Individuals must keep records to show that distributions were used for qualified medical expenses and that those expenses had not been claimed as an itemized deduction.
Primer on FSAs
A flexible spending arrangement (FSA) may be offered with other benefits as part of a cafeteria plan.
- The employer and employee may contribute, and contributions are excluded from taxable income (except employer contributions for long-term care insurance).
- Distributions for qualified medical expenses are tax free.
- Unused funds are lost at the end of the year, although the plan may provide either a grace period of up to 2.5 months or a carryover of up to $500. A carryover does not affect the maximum contributions in the next year.
- The employee must elect an annual amount at the start of the year and may not change the election unless a qualifying event occurs. Employees must guess at how much they’ll need, and risk losing unused funds.
One other “pro” for employees is that they may use the maximum annual election at any time, regardless of the amount contributed. This may be a “con” for employers because an employee could spend more than he or she contributed, then change jobs and leave the plan with a loss.

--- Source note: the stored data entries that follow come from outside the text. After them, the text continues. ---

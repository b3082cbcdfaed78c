// SPDX-License-Identifier: AGPL-3.0-or-later
// SPDX-FileCopyrightText: 2025 Jonathan D.A. Jewell
//! Run command - replay a scripted editing session against a fixture source
//!
//! Useful for exercising a chain declaration end to end before wiring it
//! to live endpoints: every cascade, cache hit, stale discard, and fill
//! merge behaves exactly as it would in a host form.

use anyhow::{bail, Context, Result};
use chainform::chain::ChainSet;
use chainform::engine::FormEngine;
use chainform::fill::FillSession;
use chainform::fixture::FixtureSource;
use chainform::types::{ChainContext, FieldValue};
use owo_colors::OwoColorize;
use serde::Deserialize;
use std::path::Path;

/// One scripted form operation
#[derive(Debug, Deserialize)]
#[serde(tag = "op", rename_all = "snake_case")]
enum ScriptOp {
    /// Append an empty row
    AddRow,
    /// Write a field on the nth created row (1-based) and resolve the cascade
    Set {
        row: usize,
        field: String,
        value: FieldValue,
    },
    /// Pick a resolved option (copies denormalized sibling fields)
    Select {
        row: usize,
        field: String,
        value: FieldValue,
    },
    /// Delete the nth created row
    RemoveRow { row: usize },
    /// Open the fill picker for a document
    FillLoad { document: String },
    /// Filter the open fill picker
    FillFilter { text: String },
    /// Select one fill candidate by id
    FillSelect { id: String },
    /// Select every candidate in the filtered view
    FillSelectAll,
    /// Merge the selection into new rows
    FillApply,
    /// Snapshot all rows (blocks on missing required fields)
    Save,
}

/// Run the run command
pub async fn run(
    chains: &Path,
    fixture: &Path,
    script: &Path,
    ctx: ChainContext,
    json: bool,
) -> Result<()> {
    let raw = std::fs::read_to_string(chains)
        .with_context(|| format!("Failed to read {}", chains.display()))?;
    let chains = ChainSet::from_toml_str(&raw)
        .with_context(|| format!("Invalid chain set in {}", chains.display()))?;

    let source = FixtureSource::from_path(fixture)?;
    let fill_source = source.clone();
    let mut engine = FormEngine::new(chains, source, ctx);

    let raw = std::fs::read_to_string(script)
        .with_context(|| format!("Failed to read {}", script.display()))?;
    let ops: Vec<ScriptOp> = serde_json::from_str(&raw)
        .with_context(|| format!("Invalid op script in {}", script.display()))?;

    // Rows are referenced by creation ordinal, stable across removals.
    let mut created: Vec<String> = Vec::new();
    let mut session: Option<FillSession> = None;

    for op in ops {
        match op {
            ScriptOp::AddRow => {
                let id = engine.add_row();
                println!("{} {}", "added".green(), id);
                created.push(id);
            }
            ScriptOp::Set { row, field, value } => {
                let id = row_id(&created, row)?;
                let fetches = engine.set_field(&id, &field, value)?;
                let pending = fetches.len();
                engine.resolve_pending(fetches).await;
                println!("set {}.{} ({} fetch(es))", id, field, pending);
            }
            ScriptOp::Select { row, field, value } => {
                let id = row_id(&created, row)?;
                let fetches = engine.select_option(&id, &field, &value)?;
                let pending = fetches.len();
                engine.resolve_pending(fetches).await;
                println!("selected {}.{} ({} fetch(es))", id, field, pending);
            }
            ScriptOp::RemoveRow { row } => {
                let id = row_id(&created, row)?;
                engine.remove_row(&id);
                println!("{} {}", "removed".red(), id);
            }
            ScriptOp::FillLoad { document } => {
                let loaded = FillSession::load(&fill_source, &engine, &document).await?;
                println!("fill grid: {} candidate(s)", loaded.candidates().len());
                session = Some(loaded);
            }
            ScriptOp::FillFilter { text } => {
                let session = open_session(&mut session)?;
                session.set_filter(&text);
                println!("filter '{}': {} visible", text, session.filtered().len());
            }
            ScriptOp::FillSelect { id } => {
                open_session(&mut session)?.select(&id);
            }
            ScriptOp::FillSelectAll => {
                let session = open_session(&mut session)?;
                session.select_all();
                println!("selected {} candidate(s)", session.selected().len());
            }
            ScriptOp::FillApply => {
                let rows = open_session(&mut session)?.apply(&mut engine);
                println!("{} {} row(s) merged", "filled".green(), rows.len());
                created.extend(rows);
            }
            ScriptOp::Save => match engine.save_snapshot() {
                Ok(snapshot) => {
                    if json {
                        println!("{}", serde_json::to_string_pretty(&snapshot)?);
                    } else {
                        println!("{} {} row(s)", "saved".green().bold(), snapshot.len());
                        for row in &snapshot {
                            let fields: Vec<String> = row
                                .values
                                .iter()
                                .map(|(f, v)| format!("{f}={v}"))
                                .collect();
                            println!("  {}: {}", row.id, fields.join(", "));
                        }
                    }
                }
                Err(err) => {
                    println!("{} {}", "save blocked:".red().bold(), err);
                }
            },
        }
    }

    let notices = engine.take_notices();
    for notice in &notices {
        println!(
            "{} {}.{}: {}",
            "notice".yellow().bold(),
            notice.row,
            notice.step,
            notice.message
        );
    }

    println!();
    println!(
        "{} row(s), {} cached combination(s), {} notice(s)",
        engine.row_count(),
        engine.cache().len(),
        notices.len()
    );

    Ok(())
}

/// Resolve a 1-based creation ordinal to a row id
fn row_id(created: &[String], ordinal: usize) -> Result<String> {
    if ordinal == 0 || ordinal > created.len() {
        bail!(
            "row {} out of range ({} created so far)",
            ordinal,
            created.len()
        );
    }
    Ok(created[ordinal - 1].clone())
}

fn open_session(session: &mut Option<FillSession>) -> Result<&mut FillSession> {
    session
        .as_mut()
        .context("no fill grid loaded; add a fill_load op first")
}
impl CascadeFetch {
    /// Row the fetch belongs to
    #[must_use]
    pub fn row(&self) -> &str {
        &self.row
    }

    /// Chain step being resolved
    #[must_use]
    pub fn step(&self) -> &str {
        &self.step
    }
}

/// How one fetch completion was applied
#[derive(Debug, Clone, Copy, PartialEq, Eq)]
pub enum FetchOutcome {
    /// Options written into the row
    Applied,
    /// The row's upstream state moved on; result dropped silently
    Discarded,
    /// The source failed; options resolved to empty and a notice was queued
    Failed,
}

/// A consistent read of one row's field values at save time
#[derive(Debug, Clone, serde::Serialize)]
pub struct RowSnapshot {
    /// Row identity
    pub id: String,
    /// Field values (option lists are not part of a save payload)
    pub values: BTreeMap<String, FieldValue>,
}

/// The dependent-field resolution engine for one open form
pub struct FormEngine<S> {
    chains: ChainSet,
    source: S,
    ctx: ChainContext,
    rows: Vec<Row>,
    cache: OptionCache,
    notices: Vec<Notice>,
    next_row: u64,
    next_request: u64,
}
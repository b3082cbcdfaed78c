// SPDX-License-Identifier: AGPL-3.0-or-later
// SPDX-FileCopyrightText: 2025 Jonathan D.A. Jewell
//! Integration tests for the chainform CLI commands

use std::path::PathBuf;
use std::process::Command;
use tempfile::TempDir;

/// Get the path to the chainform binary
fn chainform_binary() -> PathBuf {
    // For cargo test, the binary is in target/debug/
    let mut path = PathBuf::from(env!("CARGO_MANIFEST_DIR"));
    path.push("target");
    path.push("debug");
    path.push("chainform");
    path
}

/// Run chainform with the given arguments
fn run_chainform(args: &[&str]) -> std::process::Output {
    Command::new(chainform_binary())
        .args(args)
        .output()
        .expect("Failed to execute chainform")
}

/// Helper to get stdout as string
fn stdout_str(output: &std::process::Output) -> String {
    String::from_utf8_lossy(&output.stdout).to_string()
}

/// Helper to get stderr as string
fn stderr_str(output: &std::process::Output) -> String {
    String::from_utf8_lossy(&output.stderr).to_string()
}

/// Write a file into the temp dir and return its path as a string
fn write_file(dir: &TempDir, name: &str, contents: &str) -> String {
    let path = dir.path().join(name);
    std::fs::write(&path, contents).unwrap();
    path.to_string_lossy().to_string()
}

const CHAINS_TOML: &str = r#"
[[chain]]
name = "conversion"

[[chain.steps]]
id = "part_no"
label = "Part No"
invalidates = ["grn_no", "bin_type"]
required = true

[[chain.steps]]
id = "grn_no"
label = "GRN No"
depends_on = ["part_no"]
invalidates = ["bin_type"]
required = true

[[chain.steps]]
id = "bin_type"
label = "Bin Type"
depends_on = ["part_no", "grn_no"]
"#;

const FIXTURE_JSON: &str = r#"{
    "options": [
        {
            "step": "grn_no",
            "upstream": ["PN-100"],
            "options": [
                {"value": "G1", "label": "GRN 1"},
                {"value": "G2", "label": "GRN 2", "extras": {"grn_date": "2025-02-01"}}
            ]
        },
        {
            "step": "bin_type",
            "upstream": ["PN-100", "G2"],
            "options": [
                {"value": "RACK", "label": "Rack"},
                {"value": "FLOOR", "label": "Floor"}
            ]
        }
    ],
    "candidates": [
        {"id": "c1", "fields": {"part_no": "PN-100", "grn_no": "G1"}},
        {"id": "c2", "fields": {"part_no": "PN-100", "grn_no": "G2"}},
        {"id": "c3", "fields": {"part_no": "PN-200", "grn_no": "G7"}}
    ]
}"#;

#[test]
fn test_validate_accepts_declaration() {
    let dir = TempDir::new().unwrap();
    let chains = write_file(&dir, "chains.toml", CHAINS_TOML);

    let output = run_chainform(&["validate", &chains]);
    assert!(
        output.status.success(),
        "validate failed: {}",
        stderr_str(&output)
    );
    let stdout = stdout_str(&output);
    assert!(stdout.contains("OK"));
    assert!(stdout.contains("chain 'conversion' (3 steps)"));
    assert!(stdout.contains("part_no"));
    assert!(stdout.contains("[required]"));
}

#[test]
fn test_validate_rejects_forward_dependency() {
    let dir = TempDir::new().unwrap();
    let chains = write_file(
        &dir,
        "chains.toml",
        r#"
        [[chain]]
        name = "broken"

        [[chain.steps]]
        id = "grn_no"
        label = "GRN No"
        depends_on = ["part_no"]

        [[chain.steps]]
        id = "part_no"
        label = "Part No"
        "#,
    );

    let output = run_chainform(&["validate", &chains]);
    assert!(!output.status.success());
    assert!(stderr_str(&output).contains("does not appear earlier"));
}

#[test]
fn test_run_replays_cascade_script() {
    let dir = TempDir::new().unwrap();
    let chains = write_file(&dir, "chains.toml", CHAINS_TOML);
    let fixture = write_file(&dir, "fixture.json", FIXTURE_JSON);
    let script = write_file(
        &dir,
        "script.json",
        r#"[
            {"op": "add_row"},
            {"op": "set", "row": 1, "field": "part_no", "value": "PN-100"},
            {"op": "select", "row": 1, "field": "grn_no", "value": "G2"},
            {"op": "save"}
        ]"#,
    );

    let output = run_chainform(&[
        "run", "--chains", &chains, "--fixture", &fixture, "--script", &script,
    ]);
    assert!(
        output.status.success(),
        "run failed: {}",
        stderr_str(&output)
    );
    let stdout = stdout_str(&output);
    assert!(stdout.contains("added"));
    assert!(stdout.contains("saved"));
    assert!(stdout.contains("grn_no=G2"));
    // Selecting G2 copied the option's sibling data into the row.
    assert!(stdout.contains("grn_date=2025-02-01"));
}

#[test]
fn test_run_json_snapshot() {
    let dir = TempDir::new().unwrap();
    let chains = write_file(&dir, "chains.toml", CHAINS_TOML);
    let fixture = write_file(&dir, "fixture.json", FIXTURE_JSON);
    let script = write_file(
        &dir,
        "script.json",
        r#"[
            {"op": "add_row"},
            {"op": "set", "row": 1, "field": "part_no", "value": "PN-100"},
            {"op": "set", "row": 1, "field": "grn_no", "value": "G1"},
            {"op": "save"}
        ]"#,
    );

    let output = run_chainform(&[
        "--json", "run", "--chains", &chains, "--fixture", &fixture, "--script", &script,
    ]);
    assert!(
        output.status.success(),
        "run failed: {}",
        stderr_str(&output)
    );
    let stdout = stdout_str(&output);
    assert!(stdout.contains("\"id\": \"row:1\""));
    assert!(stdout.contains("\"part_no\": \"PN-100\""));
}

#[test]
fn test_run_fill_flow() {
    let dir = TempDir::new().unwrap();
    let chains = write_file(&dir, "chains.toml", CHAINS_TOML);
    let fixture = write_file(&dir, "fixture.json", FIXTURE_JSON);
    let script = write_file(
        &dir,
        "script.json",
        r#"[
            {"op": "fill_load", "document": "DOC-1"},
            {"op": "fill_filter", "text": "pn-100"},
            {"op": "fill_select_all"},
            {"op": "fill_apply"},
            {"op": "save"}
        ]"#,
    );

    let output = run_chainform(&[
        "run", "--chains", &chains, "--fixture", &fixture, "--script", &script,
    ]);
    assert!(
        output.status.success(),
        "run failed: {}",
        stderr_str(&output)
    );
    let stdout = stdout_str(&output);
    assert!(stdout.contains("fill grid: 3 candidate(s)"));
    // The filter hides c3, so select-all merges exactly two rows.
    assert!(stdout.contains("2 visible"));
    assert!(stdout.contains("2 row(s) merged"));
    assert!(stdout.contains("saved"));
}

#[test]
fn test_run_surfaces_fetch_failure_as_notice() {
    let dir = TempDir::new().unwrap();
    let chains = write_file(&dir, "chains.toml", CHAINS_TOML);
    let fixture = write_file(
        &dir,
        "fixture.json",
        r#"{"options": [], "candidates": [], "fail": ["grn_no"]}"#,
    );
    let script = write_file(
        &dir,
        "script.json",
        r#"[
            {"op": "add_row"},
            {"op": "set", "row": 1, "field": "part_no", "value": "PN-100"},
            {"op": "save"}
        ]"#,
    );

    let output = run_chainform(&[
        "run", "--chains", &chains, "--fixture", &fixture, "--script", &script,
    ]);
    // Fetch failures and blocked saves are reported, not fatal.
    assert!(
        output.status.success(),
        "run failed: {}",
        stderr_str(&output)
    );
    let stdout = stdout_str(&output);
    assert!(stdout.contains("save blocked:"));
    assert!(stdout.contains("missing required fields: grn_no"));
    assert!(stdout.contains("notice"));
    assert!(stdout.contains("1 notice(s)"));
}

Individuals must provide a written statement from an independent third party stating the amount of the expense and that it was not paid or reimbursed under any other health plan.
Primer on HRAs
A health reimbursement arrangement (HRA) may be offered with other benefits, including FSAs.
- Contributions may be excluded from taxable income.
- Reimbursements are tax free if used for qualified medical expenses of current and former employees, spouses and dependents of those employees, or any person the employee could have claimed as a dependent.
- Funds carry over each year.
- For small employers, an HRA may be a stand-alone plan.
- Only employers (not employees) may contribute to the plan.
- For large employers, the HRA must be offered with a group health plan.
- The company owns the plan and must verify that distributions are for qualifying reasons.
Employers thinking about adding such a plan should consider which option best fits their workforce, as well as their obligations for administering the plan.